Saved data entries:
________

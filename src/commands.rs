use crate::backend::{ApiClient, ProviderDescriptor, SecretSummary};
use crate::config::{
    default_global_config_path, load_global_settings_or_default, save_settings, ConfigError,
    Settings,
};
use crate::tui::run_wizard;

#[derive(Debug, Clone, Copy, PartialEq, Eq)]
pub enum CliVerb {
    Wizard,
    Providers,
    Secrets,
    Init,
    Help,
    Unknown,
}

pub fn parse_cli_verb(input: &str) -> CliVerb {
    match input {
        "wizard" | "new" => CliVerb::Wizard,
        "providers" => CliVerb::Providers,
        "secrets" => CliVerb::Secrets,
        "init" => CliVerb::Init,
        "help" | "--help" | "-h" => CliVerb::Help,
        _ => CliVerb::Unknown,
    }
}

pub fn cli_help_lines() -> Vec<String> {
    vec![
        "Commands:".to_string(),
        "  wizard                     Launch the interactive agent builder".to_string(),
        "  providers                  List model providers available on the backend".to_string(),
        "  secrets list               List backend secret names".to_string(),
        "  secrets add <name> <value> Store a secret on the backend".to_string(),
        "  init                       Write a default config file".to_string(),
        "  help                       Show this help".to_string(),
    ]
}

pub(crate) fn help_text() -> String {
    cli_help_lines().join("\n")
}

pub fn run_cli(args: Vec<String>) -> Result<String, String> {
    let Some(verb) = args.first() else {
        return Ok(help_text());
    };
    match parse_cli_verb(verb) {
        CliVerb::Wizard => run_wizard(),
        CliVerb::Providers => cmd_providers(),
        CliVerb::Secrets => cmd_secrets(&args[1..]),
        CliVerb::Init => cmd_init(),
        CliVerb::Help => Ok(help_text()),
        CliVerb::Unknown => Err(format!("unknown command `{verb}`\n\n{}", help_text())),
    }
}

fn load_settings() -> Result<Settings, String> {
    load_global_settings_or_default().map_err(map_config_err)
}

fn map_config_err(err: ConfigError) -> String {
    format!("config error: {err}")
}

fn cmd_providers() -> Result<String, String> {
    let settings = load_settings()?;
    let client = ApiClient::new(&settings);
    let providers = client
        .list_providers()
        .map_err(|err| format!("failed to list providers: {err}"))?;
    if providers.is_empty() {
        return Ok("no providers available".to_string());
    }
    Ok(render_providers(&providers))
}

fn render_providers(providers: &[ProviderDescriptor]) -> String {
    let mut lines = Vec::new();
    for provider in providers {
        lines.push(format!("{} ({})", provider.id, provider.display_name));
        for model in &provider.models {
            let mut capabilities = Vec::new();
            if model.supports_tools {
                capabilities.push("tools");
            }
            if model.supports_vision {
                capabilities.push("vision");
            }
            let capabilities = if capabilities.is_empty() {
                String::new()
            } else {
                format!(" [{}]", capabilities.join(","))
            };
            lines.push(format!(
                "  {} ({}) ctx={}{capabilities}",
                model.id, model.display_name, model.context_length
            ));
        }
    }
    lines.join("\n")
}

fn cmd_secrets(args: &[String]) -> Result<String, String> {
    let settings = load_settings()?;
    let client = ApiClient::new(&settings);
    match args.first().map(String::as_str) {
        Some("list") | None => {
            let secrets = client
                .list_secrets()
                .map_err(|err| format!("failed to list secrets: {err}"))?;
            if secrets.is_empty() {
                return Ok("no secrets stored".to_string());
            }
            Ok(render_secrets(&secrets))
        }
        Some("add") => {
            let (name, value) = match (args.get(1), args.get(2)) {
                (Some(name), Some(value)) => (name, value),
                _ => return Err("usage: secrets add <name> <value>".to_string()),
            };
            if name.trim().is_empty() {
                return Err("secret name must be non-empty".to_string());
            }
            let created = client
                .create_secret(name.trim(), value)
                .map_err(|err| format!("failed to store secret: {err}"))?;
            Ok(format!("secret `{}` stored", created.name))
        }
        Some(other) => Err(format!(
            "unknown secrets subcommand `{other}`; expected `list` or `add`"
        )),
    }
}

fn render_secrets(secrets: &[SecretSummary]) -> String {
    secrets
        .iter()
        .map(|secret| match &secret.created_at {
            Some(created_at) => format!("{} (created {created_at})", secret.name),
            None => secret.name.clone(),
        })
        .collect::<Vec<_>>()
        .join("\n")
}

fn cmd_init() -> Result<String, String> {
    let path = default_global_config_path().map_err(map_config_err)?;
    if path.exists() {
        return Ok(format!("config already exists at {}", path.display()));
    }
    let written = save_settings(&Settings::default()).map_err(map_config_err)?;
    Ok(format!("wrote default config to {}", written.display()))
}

________

• _WHAT IS REQUIRED_
In the data above, count the lines where the word "Some" appears; reply with the number only.

• _WRITTEN ANSWER_
6